What Counts as Accumulated Deductions for the Year?
Learn how accumulating eligible expenses throughout the year can help lower your taxable income and why careful record-keeping is essential for filing.
Learn how accumulating eligible expenses throughout the year can help lower your taxable income and why careful record-keeping is essential for filing.
A tax deduction is an expense that can be subtracted from your adjusted gross income (AGI) to lower the amount of your income subject to federal tax. By reducing your taxable income, deductions decrease the amount of tax you are required to pay. Accumulating and claiming these deductions is a year-round activity that involves understanding which expenses qualify and how to properly document them.
Every taxpayer must decide whether to take the standard deduction or to itemize their deductions. The standard deduction is a fixed dollar amount, determined by filing status, that anyone can subtract from their income without needing to document specific expenses. For the 2025 tax year, the standard deduction is $15,000 for single filers, $30,000 for married couples filing jointly, and $22,500 for heads of household. These amounts are adjusted annually for inflation.
The alternative to the standard deduction is itemizing, which involves adding up all individual, eligible expenses you incurred during the tax year. The choice comes down to a simple calculation: a taxpayer should only itemize if their total accumulated deductions are greater than the standard deduction for their filing status. Taking the standard deduction provides a larger tax benefit if your itemized total is less.

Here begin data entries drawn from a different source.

//! Resource registry.
//!
//! Resources are plain identities that locks are taken against. The lock
//! coordinator only needs to know whether one exists, which it asks through
//! the [`ResourceDirectory`] trait.

use std::collections::HashMap;

use async_trait::async_trait;
use serde::{Deserialize, Serialize};
use tokio::sync::RwLock;

use crate::error::CoreError;
use crate::types::ResourceId;

/// Maximum length of a resource type.
const MAX_TYPE_LEN: usize = 100;

/// Maximum length of a resource identifier.
const MAX_IDENTIFIER_LEN: usize = 255;

#[derive(Debug, Clone, PartialEq, Eq, Serialize, Deserialize)]
pub struct Resource {
    pub id: ResourceId,
    #[serde(rename = "type")]
    pub resource_type: String,
    pub identifier: String,
}

/// DTO for registering a resource.
#[derive(Debug, Clone, Deserialize)]
pub struct CreateResource {
    #[serde(rename = "type")]
    pub resource_type: String,
    pub identifier: String,
}

/// Existence lookup used by the lock coordinator.
#[async_trait]
pub trait ResourceDirectory: Send + Sync {
    async fn exists(&self, id: ResourceId) -> bool;
}

#[derive(Debug, Default)]
struct RegistryInner {
    by_id: HashMap<ResourceId, Resource>,
    /// `(type, identifier)` -> id, enforcing uniqueness.
    by_key: HashMap<(String, String), ResourceId>,
}

impl RegistryInner {
    fn insert(&mut self, resource: Resource) {
        self.by_key.insert(
            (resource.resource_type.clone(), resource.identifier.clone()),
            resource.id,
        );
        self.by_id.insert(resource.id, resource);
    }
}

/// In-memory resource registry.
#[derive(Debug, Default)]
pub struct ResourceRegistry {
    inner: RwLock<RegistryInner>,
}

impl ResourceRegistry {
    pub fn new() -> Self {
        Self::default()
    }

    /// Register a new resource. Fails with `Conflict` if the same
    /// `(type, identifier)` pair already exists.
    pub async fn create(&self, input: &CreateResource) -> Result<Resource, CoreError> {
        validate_create_resource(input)?;
        let key = (
            input.resource_type.trim().to_string(),
            input.identifier.trim().to_string(),
        );

        let mut inner = self.inner.write().await;
        if inner.by_key.contains_key(&key) {
            return Err(CoreError::Conflict("Resource already exists".into()));
        }

        let resource = Resource {
            id: uuid::Uuid::new_v4(),
            resource_type: key.0,
            identifier: key.1,
        };
        inner.insert(resource.clone());
        Ok(resource)
    }

    pub async fn get(&self, id: ResourceId) -> Option<Resource> {
        self.inner.read().await.by_id.get(&id).cloned()
    }

    /// All resources ordered by type, then identifier.
    pub async fn list(&self) -> Vec<Resource> {
        let mut resources: Vec<Resource> = self.inner.read().await.by_id.values().cloned().collect();
        resources.sort_by(|a, b| {
            a.resource_type
                .cmp(&b.resource_type)
                .then_with(|| a.identifier.cmp(&b.identifier))
        });
        resources
    }

    /// Load previously persisted resources, replacing current contents.
    pub async fn restore(&self, resources: Vec<Resource>) {
        let mut inner = self.inner.write().await;
        *inner = RegistryInner::default();
        for resource in resources {
            inner.insert(resource);
        }
    }

    pub async fn len(&self) -> usize {
        self.inner.read().await.by_id.len()
    }

    pub async fn is_empty(&self) -> bool {
        self.len().await == 0
    }
}

#[async_trait]
impl ResourceDirectory for ResourceRegistry {
    async fn exists(&self, id: ResourceId) -> bool {
        self.inner.read().await.by_id.contains_key(&id)
    }
}

/// Validate a resource registration.
///
/// Rules:
/// - `type` and `identifier` must not be blank.
/// - `type` at most `MAX_TYPE_LEN`, `identifier` at most `MAX_IDENTIFIER_LEN` characters.
pub fn validate_create_resource(input: &CreateResource) -> Result<(), CoreError> {
    let resource_type = input.resource_type.trim();
    let identifier = input.identifier.trim();

    if resource_type.is_empty() {
        return Err(CoreError::Validation("type must not be empty".into()));
    }
    if resource_type.len() > MAX_TYPE_LEN {
        return Err(CoreError::Validation(format!(
            "type must not exceed {MAX_TYPE_LEN} characters"
        )));
    }
    if identifier.is_empty() {
        return Err(CoreError::Validation("identifier must not be empty".into()));
    }
    if identifier.len() > MAX_IDENTIFIER_LEN {
        return Err(CoreError::Validation(format!(
            "identifier must not exceed {MAX_IDENTIFIER_LEN} characters"
        )));
    }
    Ok(())
}
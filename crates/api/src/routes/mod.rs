pub mod health;
pub mod insight;
pub mod locks;
pub mod resources;

use axum::Router;

use crate::state::AppState;

/// Build the `/api` route tree.
///
/// Route hierarchy:
///
/// ```text
/// /health                                          service health
///
/// /locks                                           list all lock records
/// /locks/acquire                                   acquire or refresh (POST)
/// /locks/release                                   release (POST)
/// /locks/heartbeat                                 renew (POST)
/// /locks/{resource_id}                             latest record for a resource
///
/// /resources                                       list, register
/// /resources/{id}                                  get
///
/// /ml/suggest                                      TTL suggestion (POST)
/// ```
pub fn api_routes() -> Router<AppState> {
    Router::new()
        .merge(health::router())
        .nest("/locks", locks::router())
        .nest("/resources", resources::router())
        .nest("/ml", insight::router())
}
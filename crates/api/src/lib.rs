//! Holdfast API server library.
//!
//! Exposes the building blocks (config, state, error handling, routes,
//! background tasks) so integration tests and the binary entrypoint can
//! both access them.

pub mod background;
pub mod config;
pub mod error;
pub mod extract;
pub mod handlers;
pub mod router;
pub mod routes;
pub mod state;
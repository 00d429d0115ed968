//! INI parsing logic for converting `Ini` → `ConfigFile`.
//!
//! This module contains the `parse_ini()` function and its helpers.
//! It is the single place where INI key names are mapped to struct fields.

use ini::Ini;
use std::path::PathBuf;
use std::str::FromStr;

use super::defaults::{MAX_DURATION_SECS, MAX_SUPPORTED_ZOOM};
use super::file::ConfigFileError;
use super::settings::ConfigFile;

/// Parse an `Ini` object into a `ConfigFile`.
///
/// Starts from `ConfigFile::default()` and overlays any values found in the INI.
pub(super) fn parse_ini(ini: &Ini) -> Result<ConfigFile, ConfigFileError> {
    let mut config = ConfigFile::default();

    // [upstream] section
    if let Some(section) = ini.section(Some("upstream")) {
        if let Some(v) = section.get("layer_catalog_url") {
            config.upstream.layer_catalog_url = parse_url("upstream", "layer_catalog_url", v)?;
        }
        if let Some(v) = section.get("satellite_catalog_url") {
            config.upstream.satellite_catalog_url =
                parse_url("upstream", "satellite_catalog_url", v)?;
        }
        if let Some(v) = section.get("inference_endpoint_url") {
            config.upstream.inference_endpoint_url = if v.trim().is_empty() {
                None
            } else {
                Some(parse_url("upstream", "inference_endpoint_url", v)?)
            };
        }
        if let Some(v) = section.get("inference_token") {
            let v = v.trim();
            config.upstream.inference_token = (!v.is_empty()).then(|| v.to_string());
        }
        if let Some(v) = section.get("geocoder_url") {
            config.upstream.geocoder_url = parse_url("upstream", "geocoder_url", v)?;
        }
        if let Some(v) = section.get("http_timeout") {
            config.upstream.http_timeout =
                parse_seconds("upstream", "http_timeout", v)?;
        }
        if let Some(v) = section.get("inference_timeout") {
            config.upstream.inference_timeout = parse_seconds("upstream", "inference_timeout", v)?;
        }
    }

    // [cache] section
    if let Some(section) = ini.section(Some("cache")) {
        if let Some(v) = section.get("ttl") {
            config.cache.ttl = parse_seconds("cache", "ttl", v)?;
        }
        if let Some(v) = section.get("max_entries") {
            config.cache.max_entries =
                parse_positive("cache", "max_entries", v, "must be a positive integer")?;
        }
        if let Some(v) = section.get("catalog_ttl") {
            config.cache.catalog_ttl = parse_seconds("cache", "catalog_ttl", v)?;
        }
        if let Some(v) = section.get("bbox_precision") {
            let precision: u32 =
                parse_number("cache", "bbox_precision", v, "must be an integer from 0 to 8")?;
            if precision > 8 {
                return Err(invalid("cache", "bbox_precision", v, "must be an integer from 0 to 8"));
            }
            config.cache.bbox_precision = precision;
        }
    }

    // [scenes] section
    if let Some(section) = ini.section(Some("scenes")) {
        if let Some(v) = section.get("max_cloud_cover_pct") {
            config.scenes.max_cloud_cover_pct = parse_cloud_cover("scenes", "max_cloud_cover_pct", v)?;
        }
        if let Some(v) = section.get("max_results") {
            config.scenes.max_results =
                parse_positive("scenes", "max_results", v, "must be a positive integer")?;
        }
        if let Some(v) = section.get("page_size") {
            config.scenes.page_size =
                parse_positive("scenes", "page_size", v, "must be a positive integer")?;
        }
        if let Some(v) = section.get("collections") {
            config.scenes.collections = parse_list(v);
        }
    }

    // [aggregation] section
    if let Some(section) = ini.section(Some("aggregation")) {
        if let Some(v) = section.get("timeout") {
            config.aggregation.timeout = parse_seconds("aggregation", "timeout", v)?;
        }
    }

    // [validation] section
    if let Some(section) = ini.section(Some("validation")) {
        for (key, slot) in [
            ("min_zoom", &mut config.validation.min_zoom),
            ("max_zoom", &mut config.validation.max_zoom),
            ("default_zoom", &mut config.validation.default_zoom),
        ] {
            if let Some(v) = section.get(key) {
                *slot = parse_zoom("validation", key, v)?;
            }
        }
        if config.validation.min_zoom > config.validation.max_zoom {
            return Err(invalid(
                "validation",
                "min_zoom",
                &config.validation.min_zoom.to_string(),
                "must not exceed max_zoom",
            ));
        }
    }

    // [retry] section
    if let Some(section) = ini.section(Some("retry")) {
        if let Some(v) = section.get("max_retries") {
            config.retry.max_retries =
                parse_number("retry", "max_retries", v, "must be a non-negative integer")?;
        }
        if let Some(v) = section.get("base_delay_ms") {
            config.retry.base_delay_ms =
                parse_number("retry", "base_delay_ms", v, "must be a non-negative integer (ms)")?;
        }
        if let Some(v) = section.get("max_delay_ms") {
            config.retry.max_delay_ms =
                parse_number("retry", "max_delay_ms", v, "must be a non-negative integer (ms)")?;
        }
        if let Some(v) = section.get("jitter") {
            config.retry.jitter = parse_bool(v);
        }
    }

    // [logging] section
    if let Some(section) = ini.section(Some("logging")) {
        if let Some(v) = section.get("file") {
            let v = v.trim();
            if !v.is_empty() {
                config.logging.file = expand_tilde(v);
            }
        }
        if let Some(v) = section.get("stdout") {
            config.logging.stdout = parse_bool(v);
        }
        if let Some(v) = section.get("debug") {
            config.logging.debug = parse_bool(v);
        }
    }

    Ok(config)
}

pub(super) fn invalid(section: &str, key: &str, value: &str, reason: &str) -> ConfigFileError {
    ConfigFileError::InvalidValue {
        section: section.to_string(),
        key: key.to_string(),
        value: value.to_string(),
        reason: reason.to_string(),
    }
}

pub(super) fn parse_number<T: FromStr>(
    section: &str,
    key: &str,
    value: &str,
    reason: &str,
) -> Result<T, ConfigFileError> {
    value
        .trim()
        .parse()
        .map_err(|_| invalid(section, key, value, reason))
}

/// Parses an integer that must be greater than zero.
pub(super) fn parse_positive<T>(
    section: &str,
    key: &str,
    value: &str,
    reason: &str,
) -> Result<T, ConfigFileError>
where
    T: FromStr + PartialOrd + Default,
{
    let n: T = parse_number(section, key, value, reason)?;
    if n <= T::default() {
        return Err(invalid(section, key, value, reason));
    }
    Ok(n)
}

/// Parses a timeout or TTL: whole seconds, from 1 up to [`MAX_DURATION_SECS`].
pub(super) fn parse_seconds(section: &str, key: &str, value: &str) -> Result<u64, ConfigFileError> {
    const REASON: &str = "must be a positive integer (seconds), at most one year";
    let secs: u64 = parse_positive(section, key, value, REASON)?;
    if secs > MAX_DURATION_SECS {
        return Err(invalid(section, key, value, REASON));
    }
    Ok(secs)
}

pub(super) fn parse_cloud_cover(section: &str, key: &str, value: &str) -> Result<f64, ConfigFileError> {
    const REASON: &str = "must be a percentage from 0 to 100";
    let pct: f64 = parse_number(section, key, value, REASON)?;
    if !(0.0..=100.0).contains(&pct) {
        return Err(invalid(section, key, value, REASON));
    }
    Ok(pct)
}

fn parse_zoom(section: &str, key: &str, value: &str) -> Result<u8, ConfigFileError> {
    let reason = format!("must be an integer from 0 to {}", MAX_SUPPORTED_ZOOM);
    let zoom: u8 = parse_number(section, key, value, &reason)?;
    if zoom > MAX_SUPPORTED_ZOOM {
        return Err(invalid(section, key, value, &reason));
    }
    Ok(zoom)
}

pub(super) fn parse_url(section: &str, key: &str, value: &str) -> Result<String, ConfigFileError> {
    let v = value.trim();
    if v.starts_with("http://") || v.starts_with("https://") {
        Ok(v.to_string())
    } else {
        Err(invalid(section, key, value, "must be an http:// or https:// URL"))
    }
}

/// Comma-separated list, blanks dropped.
fn parse_list(value: &str) -> Vec<String> {
    value
        .split(',')
        .map(str::trim)
        .filter(|s| !s.is_empty())
        .map(String::from)
        .collect()
}

/// Parse a boolean value from config.
pub(super) fn parse_bool(value: &str) -> bool {
    let v = value.trim().to_lowercase();
    v == "true" || v == "1" || v == "yes" || v == "on"
}

/// Expand ~ to home directory in paths.
pub(super) fn expand_tilde(path: &str) -> PathBuf {
    if let Some(stripped) = path.strip_prefix("~/") {
        if let Some(home) = dirs::home_dir() {
            return home.join(stripped);
        }
    }
    PathBuf::from(path)
}

#[cfg(test)]
mod tests {
    use super::*;
    use crate::config::defaults::*;

    fn parse(text: &str) -> Result<ConfigFile, ConfigFileError> {
        let ini = Ini::load_from_str(text).unwrap();
        parse_ini(&ini)
    }

    #[test]
    fn test_empty_ini_gives_defaults() {
        assert_eq!(parse("").unwrap(), ConfigFile::default());
    }

    #[test]
    fn test_overlays_values() {
        let config = parse(
            "[upstream]\n\
             inference_endpoint_url = https://infer.test/classify\n\
             inference_token = abc\n\
             geocoder_url = https://geo.test/search\n\
             [cache]\n\
             ttl = 60\n\
             max_entries = 10\n\
             [scenes]\n\
             max_cloud_cover_pct = 20.5\n\
             collections = HLSS30.v2.0, \n\
             [aggregation]\n\
             timeout = 5\n\
             [retry]\n\
             max_retries = 0\n\
             jitter = off\n\
             [logging]\n\
             stdout = yes\n",
        )
        .unwrap();

        assert_eq!(
            config.upstream.inference_endpoint_url.as_deref(),
            Some("https://infer.test/classify")
        );
        assert_eq!(config.upstream.inference_token.as_deref(), Some("abc"));
        assert_eq!(config.upstream.geocoder_url, "https://geo.test/search");
        assert_eq!(config.cache.ttl, 60);
        assert_eq!(config.cache.max_entries, 10);
        assert_eq!(config.scenes.max_cloud_cover_pct, 20.5);
        assert_eq!(config.scenes.collections, vec!["HLSS30.v2.0"]);
        assert_eq!(config.aggregation.timeout, 5);
        assert_eq!(config.retry.max_retries, 0);
        assert!(!config.retry.jitter);
        assert!(config.logging.stdout);
        assert_eq!(config.scenes.page_size, crate::scenes::DEFAULT_PAGE_SIZE);
    }

    #[test]
    fn test_non_numeric_rejected() {
        let err = parse("[cache]\nttl = soon\n").unwrap_err();
        match err {
            ConfigFileError::InvalidValue { section, key, value, .. } => {
                assert_eq!(section, "cache");
                assert_eq!(key, "ttl");
                assert_eq!(value, "soon");
            }
            other => panic!("unexpected error: {}", other),
        }
    }

    #[test]
    fn test_zero_rejected_where_positive_required() {
        assert!(parse("[cache]\nmax_entries = 0\n").is_err());
        assert!(parse("[aggregation]\ntimeout = 0\n").is_err());
    }

    #[test]
    fn test_durations_capped_at_one_year() {
        let config = parse("[cache]\nttl = 31536000\n").unwrap();
        assert_eq!(config.cache.ttl, MAX_DURATION_SECS);

        assert!(parse("[cache]\nttl = 31536001\n").is_err());
        assert!(parse("[cache]\ncatalog_ttl = 18446744073709551615\n").is_err());
        assert!(parse("[aggregation]\ntimeout = 18446744073709551615\n").is_err());
        assert!(parse("[upstream]\nhttp_timeout = 99999999999\n").is_err());
    }

    #[test]
    fn test_cloud_cover_range() {
        assert!(parse("[scenes]\nmax_cloud_cover_pct = 101\n").is_err());
        assert!(parse("[scenes]\nmax_cloud_cover_pct = -1\n").is_err());
        assert_eq!(
            parse("[scenes]\nmax_cloud_cover_pct = 0\n")
                .unwrap()
                .scenes
                .max_cloud_cover_pct,
            0.0
        );
    }

    #[test]
    fn test_zoom_bounds() {
        assert!(parse("[validation]\nmax_zoom = 30\n").is_err());
        assert!(parse("[validation]\nmin_zoom = 10\nmax_zoom = 5\n").is_err());
        let config = parse("[validation]\nmax_zoom = 12\n").unwrap();
        assert_eq!(config.validation.max_zoom, 12);
        assert_eq!(config.validation.min_zoom, 0);
    }

    #[test]
    fn test_url_must_be_http() {
        assert!(parse("[upstream]\nlayer_catalog_url = ftp://x\n").is_err());
        let config = parse("[upstream]\ninference_endpoint_url =\n").unwrap();
        assert!(config.upstream.inference_endpoint_url.is_none());
    }

    #[test]
    fn test_bbox_precision_bound() {
        assert!(parse("[cache]\nbbox_precision = 12\n").is_err());
        assert_eq!(parse("[cache]\nbbox_precision = 2\n").unwrap().cache.bbox_precision, 2);
    }

    #[test]
    fn test_logging_file_tilde_expanded() {
        let config = parse("[logging]\nfile = ~/logs/bw.log\n").unwrap();
        if dirs::home_dir().is_some() {
            assert!(!config.logging.file.starts_with("~"));
        }
        assert!(config.logging.file.ends_with("logs/bw.log"));
        assert!(!parse("").unwrap().logging.file.as_os_str().is_empty());
        assert!(DEFAULT_LOG_FILE.ends_with(".log"));
    }

    #[test]
    fn test_parse_bool() {
        assert!(parse_bool("TRUE"));
        assert!(parse_bool(" on "));
        assert!(!parse_bool("nope"));
    }
}
//! INI serialization logic for converting `ConfigFile` → INI string.

use std::path::Path;

use super::settings::ConfigFile;

/// Convert a `ConfigFile` to a commented INI string for saving.
pub(super) fn to_config_string(config: &ConfigFile) -> String {
    let inference_endpoint_url = config.upstream.inference_endpoint_url.as_deref().unwrap_or("");
    let inference_token = config.upstream.inference_token.as_deref().unwrap_or("");
    let collections = config.scenes.collections.join(", ");

    format!(
        r#"[upstream]
; WMS GetCapabilities URL of the tile service (overridden by LAYER_CATALOG_URL)
layer_catalog_url = {layer_catalog_url}
; STAC Item Search URL (overridden by SATELLITE_CATALOG_URL)
satellite_catalog_url = {satellite_catalog_url}
; Image classification endpoint; leave empty to disable (overridden by INFERENCE_ENDPOINT_URL)
inference_endpoint_url = {inference_endpoint_url}
; Bearer token for the inference endpoint (optional)
inference_token = {inference_token}
; Address search service used by `view --near`
geocoder_url = {geocoder_url}
; Per-request timeouts in seconds
http_timeout = {http_timeout}
inference_timeout = {inference_timeout}

[cache]
; Seconds a complete view stays cached (overridden by CACHE_TTL_SECONDS)
ttl = {ttl}
; Maximum cached views (overridden by CACHE_MAX_ENTRIES)
max_entries = {max_entries}
; Seconds between layer catalog refreshes
catalog_ttl = {catalog_ttl}
; Decimal places of bbox edges that distinguish cached views
bbox_precision = {bbox_precision}

[scenes]
; Drop scenes cloudier than this percentage (overridden by MAX_CLOUD_COVER_PCT)
max_cloud_cover_pct = {max_cloud_cover_pct}
max_results = {max_results}
page_size = {page_size}
; Comma-separated STAC collections; empty searches all
collections = {collections}

[aggregation]
; Seconds to wait for all sources (overridden by AGGREGATION_TIMEOUT_SECONDS)
timeout = {aggregation_timeout}

[validation]
min_zoom = {min_zoom}
max_zoom = {max_zoom}
default_zoom = {default_zoom}

[retry]
max_retries = {max_retries}
base_delay_ms = {base_delay_ms}
max_delay_ms = {max_delay_ms}
jitter = {jitter}

[logging]
file = {log_file}
stdout = {stdout}
debug = {debug}
"#,
        layer_catalog_url = config.upstream.layer_catalog_url,
        satellite_catalog_url = config.upstream.satellite_catalog_url,
        geocoder_url = config.upstream.geocoder_url,
        http_timeout = config.upstream.http_timeout,
        inference_timeout = config.upstream.inference_timeout,
        ttl = config.cache.ttl,
        max_entries = config.cache.max_entries,
        catalog_ttl = config.cache.catalog_ttl,
        bbox_precision = config.cache.bbox_precision,
        max_cloud_cover_pct = config.scenes.max_cloud_cover_pct,
        max_results = config.scenes.max_results,
        page_size = config.scenes.page_size,
        aggregation_timeout = config.aggregation.timeout,
        min_zoom = config.validation.min_zoom,
        max_zoom = config.validation.max_zoom,
        default_zoom = config.validation.default_zoom,
        max_retries = config.retry.max_retries,
        base_delay_ms = config.retry.base_delay_ms,
        max_delay_ms = config.retry.max_delay_ms,
        jitter = config.retry.jitter,
        log_file = path_to_string(&config.logging.file),
        stdout = config.logging.stdout,
        debug = config.logging.debug,
    )
}

fn path_to_string(path: &Path) -> String {
    path.to_string_lossy().into_owned()
}

#[cfg(test)]
mod tests {
    use super::*;

    #[test]
    fn test_every_section_written() {
        let text = to_config_string(&ConfigFile::default());
        for section in [
            "[upstream]",
            "[cache]",
            "[scenes]",
            "[aggregation]",
            "[validation]",
            "[retry]",
            "[logging]",
        ] {
            assert!(text.contains(section), "missing {}", section);
        }
        assert!(text.contains("inference_endpoint_url = \n"));
    }
}
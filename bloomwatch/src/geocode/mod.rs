//! Address lookup for queries that start from a place name.
//!
//! [`GeocodingClient`] resolves free text to a point; pair it with
//! [`point_bbox`](crate::geo::point_bbox) to get a search area.

mod client;

pub use client::{parse_search_response, GeocodingClient, DEFAULT_GEOCODER_URL};
//! Translation from the INI configuration to component settings.

use crate::aggregate::AggregatorConfig;
use crate::config::{ConfigFile, RetrySettings, ValidationSettings};
use crate::geo::ValidationConfig;
use crate::upstream::RetryPolicy;
use std::time::Duration;

/// Retry policy shared by both catalog clients.
pub fn retry_policy(settings: &RetrySettings) -> RetryPolicy {
    RetryPolicy::default()
        .with_max_retries(settings.max_retries)
        .with_base_delay(Duration::from_millis(settings.base_delay_ms))
        .with_max_delay(Duration::from_millis(settings.max_delay_ms))
        .with_jitter(settings.jitter)
}

pub fn validation_config(settings: &ValidationSettings) -> ValidationConfig {
    ValidationConfig::new(settings.min_zoom, settings.max_zoom)
        .with_default_zoom(settings.default_zoom)
}

/// Aggregator settings drawn from `[cache]`, `[scenes]`, `[aggregation]`
/// and `[validation]`.
pub fn aggregator_config(config: &ConfigFile) -> AggregatorConfig {
    AggregatorConfig::default()
        .with_cache_ttl(Duration::from_secs(config.cache.ttl))
        .with_cache_max_entries(config.cache.max_entries)
        .with_timeout(Duration::from_secs(config.aggregation.timeout))
        .with_max_cloud_cover_pct(config.scenes.max_cloud_cover_pct)
        .with_max_scenes(config.scenes.max_results)
        .with_bbox_precision(config.cache.bbox_precision)
        .with_validation(validation_config(&config.validation))
}

/// `None` searches every collection the catalog holds.
pub fn collections(config: &ConfigFile) -> Option<Vec<String>> {
    let collections = &config.scenes.collections;
    (!collections.is_empty()).then(|| collections.clone())
}
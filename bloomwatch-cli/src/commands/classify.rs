//! `classify` command: send one image to the inference endpoint.

use super::common::{print_json, read_image, OutputFormat};
use crate::error::CliError;
use crate::runner::CliRunner;
use clap::Args;
use std::path::PathBuf;

#[derive(Debug, Args)]
pub struct ClassifyArgs {
    /// Image file (TIFF, PNG or JPEG)
    pub image: PathBuf,

    #[arg(long, value_enum, default_value_t)]
    pub format: OutputFormat,
}

pub async fn run(runner: &CliRunner, args: ClassifyArgs) -> Result<(), CliError> {
    runner.log_startup("classify");
    let image = read_image(&args.image)?;
    let service = runner.create_service()?;

    let result = service.classify(&image).await?;

    match args.format {
        OutputFormat::Json => print_json(&result)?,
        OutputFormat::Text => {
            println!("Label:      {}", result.label);
            println!("Confidence: {:.1}%", result.confidence * 100.0);
            println!("Model:      {}", result.model_version);
            if result.confidence_clamped {
                println!("(confidence was outside 0..1 and has been clamped)");
            }
        }
    }
    Ok(())
}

For those who itemize, understanding the common categories of deductible expenses is the next step. The total of these accumulated deductions is reported on Schedule A (Form 1040).
Taxpayers who itemize can deduct certain state and local taxes. This category includes state and local income taxes or, alternatively, state and local sales taxes; you must choose which one provides a larger deduction. This category also includes state and local real estate and personal property taxes. However, the total amount you can claim for all state and local taxes is capped at $10,000 per household per year ($5,000 if married filing separately). This limitation is set to expire after 2025 unless extended.
Interest paid on a home mortgage is another deduction for many homeowners. Taxpayers can deduct the interest paid on mortgage debt used to buy, build, or substantially improve a primary residence and a second home. The deduction is limited to the interest on up to $750,000 of mortgage debt ($375,000 if married filing separately). For mortgages taken out before December 16, 2017, a higher limit of $1 million in debt applies. Your lender reports the total interest you paid for the year on Form 1098.
Donations made to qualified charitable organizations can be deducted. This includes cash contributions and the fair market value of non-cash items like clothing or property. The deduction for cash contributions is limited to 60% of your adjusted gross income (AGI). For donations of appreciated property, such as stocks held for more than a year, the limit is 30% of AGI. You must obtain and keep acknowledgment letters from the charity for any single contribution of $250 or more.
You can deduct the amount of unreimbursed medical and dental expenses that exceeds 7.5% of your adjusted gross income. For example, if your AGI is $60,000, you can only deduct the portion of your medical expenses over $4,500. Qualifying expenses are broad and include payments for doctor visits, hospital stays, prescription medications, dental care, and premiums for health insurance if paid with after-tax dollars. Travel costs for obtaining medical care can also be included.
Claiming itemized deductions requires diligent record-keeping throughout the year. You must maintain proof for every expense you deduct, as this documentation serves as evidence if your return is questioned by the IRS.
The types of documents to save include receipts, canceled checks, and bank or credit card statements that clearly show the expense. For specific deductions, additional proof is needed, such as mileage logs for medical-related travel or written acknowledgments from charities for donations. Organizing these records as you receive them using tax software, a spreadsheet, or physical folders is more effective than trying to reconstruct a year’s worth of spending at tax time.